[Opening RECORDS SUPPLIED section]
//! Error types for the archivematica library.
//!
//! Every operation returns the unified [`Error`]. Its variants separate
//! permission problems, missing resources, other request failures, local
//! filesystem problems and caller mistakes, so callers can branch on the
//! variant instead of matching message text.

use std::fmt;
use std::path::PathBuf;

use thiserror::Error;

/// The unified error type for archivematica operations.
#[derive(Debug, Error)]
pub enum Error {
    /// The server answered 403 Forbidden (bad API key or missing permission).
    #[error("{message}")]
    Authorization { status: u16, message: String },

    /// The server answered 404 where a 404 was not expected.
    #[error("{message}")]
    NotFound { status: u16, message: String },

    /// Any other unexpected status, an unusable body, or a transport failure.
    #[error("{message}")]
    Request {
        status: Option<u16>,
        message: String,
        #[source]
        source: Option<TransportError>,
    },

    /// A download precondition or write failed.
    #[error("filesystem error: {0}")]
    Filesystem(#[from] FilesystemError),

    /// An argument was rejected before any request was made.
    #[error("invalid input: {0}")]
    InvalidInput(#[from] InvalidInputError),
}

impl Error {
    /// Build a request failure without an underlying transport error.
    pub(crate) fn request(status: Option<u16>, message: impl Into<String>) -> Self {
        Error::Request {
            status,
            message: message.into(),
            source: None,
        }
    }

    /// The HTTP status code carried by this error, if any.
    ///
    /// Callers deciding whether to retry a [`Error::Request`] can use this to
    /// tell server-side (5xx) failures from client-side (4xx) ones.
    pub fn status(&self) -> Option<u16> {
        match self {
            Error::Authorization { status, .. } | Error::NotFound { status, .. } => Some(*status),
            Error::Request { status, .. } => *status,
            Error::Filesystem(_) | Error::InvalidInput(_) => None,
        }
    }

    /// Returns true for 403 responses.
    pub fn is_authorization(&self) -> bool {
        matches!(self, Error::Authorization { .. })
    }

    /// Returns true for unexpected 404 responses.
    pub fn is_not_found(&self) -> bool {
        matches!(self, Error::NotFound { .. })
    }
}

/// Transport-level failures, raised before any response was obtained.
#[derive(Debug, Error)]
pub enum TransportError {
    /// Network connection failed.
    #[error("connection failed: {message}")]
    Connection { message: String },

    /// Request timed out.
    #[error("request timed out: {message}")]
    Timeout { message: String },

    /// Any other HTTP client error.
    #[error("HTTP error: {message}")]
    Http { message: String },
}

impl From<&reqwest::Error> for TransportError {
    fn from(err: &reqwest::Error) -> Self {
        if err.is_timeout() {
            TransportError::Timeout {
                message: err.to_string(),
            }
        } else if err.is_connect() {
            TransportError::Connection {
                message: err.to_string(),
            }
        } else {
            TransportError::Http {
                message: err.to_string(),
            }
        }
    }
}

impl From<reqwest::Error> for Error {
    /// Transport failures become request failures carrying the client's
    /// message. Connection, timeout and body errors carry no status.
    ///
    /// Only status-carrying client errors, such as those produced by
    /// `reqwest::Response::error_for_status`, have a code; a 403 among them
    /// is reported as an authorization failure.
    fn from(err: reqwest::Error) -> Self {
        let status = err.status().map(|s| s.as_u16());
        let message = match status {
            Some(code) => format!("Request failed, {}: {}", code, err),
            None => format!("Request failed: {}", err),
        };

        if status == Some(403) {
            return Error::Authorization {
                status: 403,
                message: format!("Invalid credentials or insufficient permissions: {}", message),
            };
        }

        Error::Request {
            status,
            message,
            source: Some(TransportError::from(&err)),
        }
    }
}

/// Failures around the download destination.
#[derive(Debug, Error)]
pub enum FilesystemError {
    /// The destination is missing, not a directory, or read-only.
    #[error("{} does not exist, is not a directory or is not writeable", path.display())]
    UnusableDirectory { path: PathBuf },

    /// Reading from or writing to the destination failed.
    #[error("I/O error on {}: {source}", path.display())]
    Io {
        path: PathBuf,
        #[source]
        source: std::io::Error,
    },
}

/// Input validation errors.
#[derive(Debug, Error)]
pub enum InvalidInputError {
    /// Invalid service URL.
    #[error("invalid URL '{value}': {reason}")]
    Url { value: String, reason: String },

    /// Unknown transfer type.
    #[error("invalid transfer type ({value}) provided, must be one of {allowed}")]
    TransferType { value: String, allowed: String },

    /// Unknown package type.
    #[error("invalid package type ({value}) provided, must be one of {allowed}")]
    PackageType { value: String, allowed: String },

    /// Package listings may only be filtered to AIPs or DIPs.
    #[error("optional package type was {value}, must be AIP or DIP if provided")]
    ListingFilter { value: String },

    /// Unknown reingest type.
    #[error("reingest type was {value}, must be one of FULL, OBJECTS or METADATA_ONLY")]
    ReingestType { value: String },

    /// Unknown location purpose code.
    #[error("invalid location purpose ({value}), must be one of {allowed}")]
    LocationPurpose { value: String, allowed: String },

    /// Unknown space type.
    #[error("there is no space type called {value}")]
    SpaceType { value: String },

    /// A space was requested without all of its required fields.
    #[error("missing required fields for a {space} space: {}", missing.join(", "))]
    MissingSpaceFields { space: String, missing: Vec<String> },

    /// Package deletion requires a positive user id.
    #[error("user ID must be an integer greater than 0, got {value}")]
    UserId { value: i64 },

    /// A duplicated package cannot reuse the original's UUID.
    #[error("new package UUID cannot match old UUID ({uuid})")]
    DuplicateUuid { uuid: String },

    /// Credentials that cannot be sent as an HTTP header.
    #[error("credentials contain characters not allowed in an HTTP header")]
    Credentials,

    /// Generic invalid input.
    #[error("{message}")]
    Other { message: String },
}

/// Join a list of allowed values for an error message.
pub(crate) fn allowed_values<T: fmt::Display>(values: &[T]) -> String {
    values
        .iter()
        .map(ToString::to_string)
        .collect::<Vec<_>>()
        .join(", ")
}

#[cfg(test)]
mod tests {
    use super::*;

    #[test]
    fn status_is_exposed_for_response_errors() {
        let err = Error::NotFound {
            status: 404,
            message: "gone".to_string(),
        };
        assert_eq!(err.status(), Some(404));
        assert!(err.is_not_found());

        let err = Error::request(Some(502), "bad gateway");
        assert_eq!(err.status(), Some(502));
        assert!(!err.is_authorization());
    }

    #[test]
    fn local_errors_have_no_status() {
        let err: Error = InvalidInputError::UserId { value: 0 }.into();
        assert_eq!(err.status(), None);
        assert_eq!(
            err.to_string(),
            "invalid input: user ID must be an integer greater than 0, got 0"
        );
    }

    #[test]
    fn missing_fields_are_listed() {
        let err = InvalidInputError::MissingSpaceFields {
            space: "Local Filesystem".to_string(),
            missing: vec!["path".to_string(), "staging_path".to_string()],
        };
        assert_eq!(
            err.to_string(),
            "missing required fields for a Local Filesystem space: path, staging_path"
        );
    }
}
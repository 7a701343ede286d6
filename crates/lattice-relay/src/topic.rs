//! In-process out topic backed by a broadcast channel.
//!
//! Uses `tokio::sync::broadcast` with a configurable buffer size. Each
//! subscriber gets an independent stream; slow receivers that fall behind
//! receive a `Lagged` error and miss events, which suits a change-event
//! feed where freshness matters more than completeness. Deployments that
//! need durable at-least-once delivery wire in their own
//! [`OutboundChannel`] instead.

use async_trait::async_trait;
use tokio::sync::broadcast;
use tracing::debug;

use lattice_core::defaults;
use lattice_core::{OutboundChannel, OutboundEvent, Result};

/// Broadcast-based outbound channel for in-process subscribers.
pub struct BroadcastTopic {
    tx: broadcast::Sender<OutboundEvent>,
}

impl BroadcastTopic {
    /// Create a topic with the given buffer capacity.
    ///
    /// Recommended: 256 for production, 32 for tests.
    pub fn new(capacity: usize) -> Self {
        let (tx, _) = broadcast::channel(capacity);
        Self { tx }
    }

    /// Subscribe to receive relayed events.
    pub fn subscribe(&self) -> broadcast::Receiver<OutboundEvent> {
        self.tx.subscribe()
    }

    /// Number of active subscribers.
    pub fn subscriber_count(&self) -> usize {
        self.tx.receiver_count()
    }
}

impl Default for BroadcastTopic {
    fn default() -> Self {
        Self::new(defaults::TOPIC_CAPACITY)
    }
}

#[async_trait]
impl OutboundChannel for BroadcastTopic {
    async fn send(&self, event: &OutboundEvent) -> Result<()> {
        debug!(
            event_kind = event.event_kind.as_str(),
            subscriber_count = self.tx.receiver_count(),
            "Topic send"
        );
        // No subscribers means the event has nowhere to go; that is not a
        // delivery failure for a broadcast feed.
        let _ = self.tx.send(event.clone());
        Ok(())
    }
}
[Closing RECORDS SUPPLIED section]
Read the lines above. Gather those in which the string "reqwest" is found.

impl From<&reqwest::Error> for TransportError {
    fn from(err: &reqwest::Error) -> Self {
impl From<reqwest::Error> for Error {
    /// `reqwest::Response::error_for_status`, have a code; a 403 among them
    fn from(err: reqwest::Error) -> Self {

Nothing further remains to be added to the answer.